Тот отрицательно помотал головой.
– Вот я и говорю, – назидательно продолжила Фартух. – Для второй генерации рановато, ваше поколение – первое. Поскольку дело сравнительно новое, необъезженное, нельзя исключить разного рода срывы и сбои. Я очень, очень вас прошу и заклинаю: под…– она замялась, – под… подыграйте ребятам – потом, вы понимаете… Им придется перешагивать через известные стереотипы. Кто, как не вы, им поможет?
Гости молчали.
– В общем, я на вас рассчитываю. Итак, порядок следующий: сейчас все мальчики рассядутся по местам. Когда зазвучит музыка, вы, не толкаясь и не спеша, пойдете по рядам, пока не окажетесь напротив своих сыновей. Держитесь торжественно и солидно – не забывайте, что для них это очень важное событие. Когда одна мелодия стихнет и грянет – именно грянет – следующая, опуститесь на правое колено и передайте ребятам диск. Пока музыка не отыграет, оставайтесь в таком положении, голову можете чуть-чуть нагнуть. Потом, когда наступит тишина, возьмите диски обратно и вставьте в дисководы – все знают? это прорези такие будут сбоку, как для писем. Ничего не пихайте и не заталкивайте силой, диск сам упадет и встанет, как ему нужно. Мы бы поручили это самим ребятам, но они от волнения могут что-нибудь напутать. Помогите им опустить колпаки до упора, но тоже без дурной богатырской силушки. Если что-то не будет получаться, подзовите Михаила, старшего вожатого, он поможет. Вы его видели, у него рука в гипсе. Она нарочно оказалась в гипсе, чтобы все его узнавали…
Большой Букер, глядевший в землю, поднял глаза, удивленный некоторой несуразностью последней фразы. Фартух на миг замерла, будто в ней что-то съехало с должного места, и тут же вернулась на рельсы:
– Во время мнемирования прошу вас соблюдать тишину и ни во что не вмешиваться. Это займет не больше двух минут. Что касается дальнейшего… об этом я уже сказала.
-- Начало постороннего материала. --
//! Progress reporting for generator runs

mod handler;
mod logging;

pub use handler::{NoOpHandler, ProgressEvent, ProgressHandler};
pub use logging::LoggingHandler;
Мы, со своей стороны, конечно, будем их всячески направлять и побуждать, но многое зависит от вас самих, мы не всесильны. В вашей власти организовать все так, чтобы дети продемонстрировали максимальную состоятельность и эффективность. Ученые предупреждают, что неудачное мнемирование может сломать человеку всю жизнь… поэтому умерьте ваши амбиции и постарайтесь хорошо сделать свое дело. В конце концов, это и в ваших интересах. Вы поставите точку во многих душевных конфликтах. А у ваших детей таких конфликтов будет гораздо меньше. А у внуков их не станет вообще. Правильно я говорю, папа Маленького Букера? Есть здесь такой?
Большой Букер откашлялся.
– Вот, пожалуйста – перед вами сведущий человек. Нужно быть проще, правильно? – обратилась она к Букеру. – Без накруток? От которых зло?
– В общем и целом, говоря упрощенно – да, – осторожно согласился Большой Букер, не испытывая ни малейшего удовольствия от этого признания его философских заслуг. И, для себя неожиданно, добавил: – Ребенок – иное существо, отличное от родителей, однако ему никак не помешает, а только поможет сознательное знание… знание… – Подражая зачем-то начальнице, Большой Букер пощелкал пальцами, словно размышляя. – Знание… русла, в котором развивались его предки. Осознанное и переработанное знание, переведенное в слова и со сменой акцентов… Нельзя забывать и об удобствах гражданского контроля. Детям сообщаются впечатления, – Букер особо выделил слово «впечатления», – от мест, в которых побывали родители, – Букер особо выделил слово «мест». – Дети узнают… – И он смолк окончательно, растеряв весь словарный запас. Внезапно он понял, что так и не сможет объяснить преимущества мнемирования.